§ WORK TO BE COMPLETED
Below are some records. Return exactly the lines from the one with "use crate::utils::truncate_chars;" to the one with "tests = state.llm.generate_test(&request.requirements).await;", and nothing else.

§ DATASET ENTRIES
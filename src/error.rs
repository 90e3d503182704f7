use thiserror::Error;

/// Top-level broker error — startup/listener faults only.
///
/// Per-session failures (dead peers, malformed commands) never surface as this
/// type; they are handled inline by the session loop and the dispatcher (see
/// `session` and `dispatcher`).
#[derive(Debug, Error)]
pub enum BrokerError {
    #[error("io error: {0}")]
    Io(#[from] std::io::Error),

    #[error("invalid configuration: {0}")]
    Config(String),
}

pub type BrokerResult<T> = Result<T, BrokerError>;
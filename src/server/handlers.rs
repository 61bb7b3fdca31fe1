// src/server/handlers.rs

use crate::gitlab::{CommitOutcome, CommitStatus, GitLabError};
use crate::parser::FormatHint;
use crate::server::AppState;
use crate::utils::truncate_chars;
use crate::validator::validate_test_code;
use crate::{generate_api_tests, AppError};
use axum::extract::{Multipart, State};
use axum::http::StatusCode;
use axum::Json;
use chrono::Utc;
use serde::Deserialize;
use serde_json::{json, Value};
use std::sync::Arc;
use tracing::{error, info};

type ApiResult<T> = Result<T, (StatusCode, Json<Value>)>;

fn error_body(status: StatusCode, detail: impl Into<String>) -> (StatusCode, Json<Value>) {
    (status, Json(json!({ "detail": detail.into() })))
}

#[derive(Debug, Deserialize)]
pub struct UiGenerationRequest {
    pub requirements: String,
}

#[derive(Debug, Deserialize)]
pub struct CommitRequest {
    pub test_code: String,
    pub repo_url: String,
    #[serde(default = "default_file_name")]
    pub file_name: String,
}

fn default_file_name() -> String {
    "generated_test.py".to_string()
}

pub async fn health() -> Json<Value> {
    Json(json!({
        "status": "ok",
        "message": "TestOps Copilot backend is running",
        "version": env!("CARGO_PKG_VERSION"),
        "timestamp": Utc::now().to_rfc3339(),
    }))
}

/// Free-text path: requirements in, generated UI test out. Infallible by
/// the text-generation contract (failures serve the fallback test).
pub async fn generate_ui(
    State(state): State<Arc<AppState>>,
    Json(request): Json<UiGenerationRequest>,
) -> Json<Value> {
    info!(
        requirements = truncate_chars(&request.requirements, 50),
        "UI test generation requested"
    );

    let tests = state.llm.generate_test(&request.requirements).await;
    let validation = validate_test_code(&tests);

    Json(json!({ "tests": tests, "validation": validation }))
}

/// Spec upload path: multipart field `openapi_spec` in, rendered API test
/// plus the parsed endpoint count out.
pub async fn generate_api(
    State(state): State<Arc<AppState>>,
    mut multipart: Multipart,
) -> ApiResult<Json<Value>> {
    let mut upload: Option<(Option<String>, String)> = None;

    while let Some(field) = multipart.next_field().await.map_err(|err| {
        error_body(
            StatusCode::BAD_REQUEST,
            format!("malformed multipart request: {err}"),
        )
    })? {
        if field.name() != Some("openapi_spec") {
            continue;
        }

        let file_name = field.file_name().map(str::to_owned);
        let bytes = field.bytes().await.map_err(|err| {
            error_body(
                StatusCode::BAD_REQUEST,
                format!("could not read the uploaded file: {err}"),
            )
        })?;
        let content = String::from_utf8(bytes.to_vec()).map_err(|_| {
            error_body(
                StatusCode::BAD_REQUEST,
                "the uploaded file is not valid UTF-8 text",
            )
        })?;

        upload = Some((file_name, content));
        break;
    }

    let (file_name, content) = upload.ok_or_else(|| {
        error_body(StatusCode::BAD_REQUEST, "missing `openapi_spec` file field")
    })?;
    if content.is_empty() {
        return Err(error_body(StatusCode::BAD_REQUEST, "the uploaded file is empty"));
    }

    let hint = file_name
        .as_deref()
        .map(FormatHint::from_file_name)
        .unwrap_or(FormatHint::Unknown);
    info!(
        file = file_name.as_deref().unwrap_or("<unnamed>"),
        ?hint,
        "API test generation requested"
    );

    let generation =
        generate_api_tests(&content, hint, &state.templates).map_err(generation_error)?;
    let validation = validate_test_code(&generation.tests);

    Ok(Json(json!({
        "tests": generation.tests,
        "parsed_endpoints": generation.endpoints.len(),
        "validation": validation,
    })))
}

fn generation_error(err: AppError) -> (StatusCode, Json<Value>) {
    match err {
        AppError::ParserError(parser_err) => error_body(
            StatusCode::BAD_REQUEST,
            format!("invalid OpenAPI file: {parser_err}"),
        ),
        AppError::EmptySpecification => error_body(
            StatusCode::BAD_REQUEST,
            "the specification contains no endpoints to generate from",
        ),
        other => {
            error!(%other, "test generation failed");
            error_body(
                StatusCode::INTERNAL_SERVER_ERROR,
                "internal error during test generation",
            )
        }
    }
}

/// Publish path. Simulated publishes answer 202 so clients can tell a dry
/// run from a real push; an unreachable remote is 503 and retriable.
pub async fn commit(
    State(state): State<Arc<AppState>>,
    Json(request): Json<CommitRequest>,
) -> ApiResult<(StatusCode, Json<CommitOutcome>)> {
    info!(
        repo_url = %request.repo_url,
        file_name = %request.file_name,
        "commit requested"
    );

    match state
        .gitlab
        .commit_test(&request.test_code, &request.repo_url, &request.file_name)
        .await
    {
        Ok(outcome) => {
            let status = if outcome.status == CommitStatus::Simulated {
                StatusCode::ACCEPTED
            } else {
                StatusCode::OK
            };
            Ok((status, Json(outcome)))
        }
        Err(GitLabError::RemoteUnavailable(reason)) => {
            error!(%reason, "remote unavailable");
            Err((
                StatusCode::SERVICE_UNAVAILABLE,
                Json(json!({
                    "detail": format!("GitLab unreachable or authentication failed: {reason}"),
                    "status": CommitStatus::Error,
                })),
            ))
        }
        Err(err) => {
            error!(%err, "commit failed");
            Err((
                StatusCode::INTERNAL_SERVER_ERROR,
                Json(json!({
                    "detail": format!("failed to commit the test: {err}"),
                    "status": CommitStatus::Error,
                })),
            ))
        }
    }
}
// End-to-end tests for the command-line interface, run against the compiled binary.

#[cfg(test)]
mod tests {
    use assert_cmd::Command;
    use predicates::prelude::*;
    use std::fs;
    use std::path::PathBuf;
    use uuid::Uuid;

    fn sample_spec_path() -> PathBuf {
        PathBuf::from(env!("CARGO_MANIFEST_DIR"))
            .join("tests")
            .join("samples")
            .join("sample_openapi.json")
    }

    fn template_dir() -> PathBuf {
        PathBuf::from(env!("CARGO_MANIFEST_DIR")).join("templates")
    }

    fn copilot() -> Command {
        let mut cmd = Command::cargo_bin("testops-copilot").unwrap();
        cmd.env("TEMPLATE_DIR", template_dir());
        cmd
    }

    #[test]
    fn test_generate_prints_scenarios_and_code() {
        copilot()
            .args(["generate", "-i"])
            .arg(sample_spec_path())
            .assert()
            .success()
            .stdout(predicate::str::contains("Parsed 5 endpoint(s)"))
            .stdout(predicate::str::contains(
                "Test fetching the list of item. Verify status code 200",
            ))
            .stdout(predicate::str::contains("Generated test code:"))
            .stdout(predicate::str::contains("class TestGET_Api_V1_Items:"));
    }

    #[test]
    fn test_generate_detailed_prints_steps() {
        copilot()
            .args(["generate", "--detailed", "-i"])
            .arg(sample_spec_path())
            .assert()
            .success()
            .stdout(predicate::str::contains("POST /api/v1/items"))
            .stdout(predicate::str::contains("1. Prepare test data"))
            .stdout(predicate::str::contains("Status code: 201"));
    }

    #[test]
    fn test_generate_writes_output_files() {
        let out_dir = std::env::temp_dir().join(format!("testops-cli-{}", Uuid::new_v4()));
        fs::create_dir_all(&out_dir).unwrap();
        let tests_path = out_dir.join("test_api.py");
        let endpoints_path = out_dir.join("endpoints.json");

        copilot()
            .args(["generate", "-i"])
            .arg(sample_spec_path())
            .arg("-o")
            .arg(&tests_path)
            .arg("--parsed-output")
            .arg(&endpoints_path)
            .assert()
            .success()
            .stdout(predicate::str::contains("Tests written to"));

        let tests = fs::read_to_string(&tests_path).unwrap();
        assert!(tests.contains("class TestGET_Api_V1_Items:"));

        let endpoints: serde_json::Value =
            serde_json::from_str(&fs::read_to_string(&endpoints_path).unwrap()).unwrap();
        assert_eq!(endpoints.as_array().unwrap().len(), 5);
        assert_eq!(endpoints[0]["method"], "GET");
        assert_eq!(endpoints[0]["path"], "/api/v1/items");

        fs::remove_dir_all(&out_dir).unwrap();
    }

    #[test]
    fn test_generate_fails_on_missing_input() {
        copilot()
            .args(["generate", "-i", "does-not-exist.json"])
            .assert()
            .failure()
            .stderr(predicate::str::contains("Error:"));
    }

    #[test]
    fn test_generate_fails_on_empty_spec() {
        let spec_path = std::env::temp_dir().join(format!("empty-spec-{}.json", Uuid::new_v4()));
        fs::write(&spec_path, r#"{"openapi": "3.0.0", "paths": {}}"#).unwrap();

        copilot()
            .args(["generate", "-i"])
            .arg(&spec_path)
            .assert()
            .failure()
            .stderr(predicate::str::contains(
                "the specification contains no endpoints",
            ));

        fs::remove_file(&spec_path).unwrap();
    }

    #[test]
    fn test_help_lists_subcommands() {
        Command::cargo_bin("testops-copilot")
            .unwrap()
            .arg("--help")
            .assert()
            .success()
            .stdout(predicate::str::contains("serve"))
            .stdout(predicate::str::contains("generate"));
    }
}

§ THE ANSWER
use crate::utils::truncate_chars;
use crate::validator::validate_test_code;
use crate::{generate_api_tests, AppError};
use axum::extract::{Multipart, State};
use axum::http::StatusCode;
use axum::Json;
use chrono::Utc;
use serde::Deserialize;
use serde_json::{json, Value};
use std::sync::Arc;
use tracing::{error, info};

type ApiResult<T> = Result<T, (StatusCode, Json<Value>)>;

fn error_body(status: StatusCode, detail: impl Into<String>) -> (StatusCode, Json<Value>) {
    (status, Json(json!({ "detail": detail.into() })))
}

#[derive(Debug, Deserialize)]
pub struct UiGenerationRequest {
    pub requirements: String,
}

#[derive(Debug, Deserialize)]
pub struct CommitRequest {
    pub test_code: String,
    pub repo_url: String,
    #[serde(default = "default_file_name")]
    pub file_name: String,
}

fn default_file_name() -> String {
    "generated_test.py".to_string()
}

pub async fn health() -> Json<Value> {
    Json(json!({
        "status": "ok",
        "message": "TestOps Copilot backend is running",
        "version": env!("CARGO_PKG_VERSION"),
        "timestamp": Utc::now().to_rfc3339(),
    }))
}

/// Free-text path: requirements in, generated UI test out. Infallible by
/// the text-generation contract (failures serve the fallback test).
pub async fn generate_ui(
    State(state): State<Arc<AppState>>,
    Json(request): Json<UiGenerationRequest>,
) -> Json<Value> {
    info!(
        requirements = truncate_chars(&request.requirements, 50),
        "UI test generation requested"
    );

    let tests = state.llm.generate_test(&request.requirements).await;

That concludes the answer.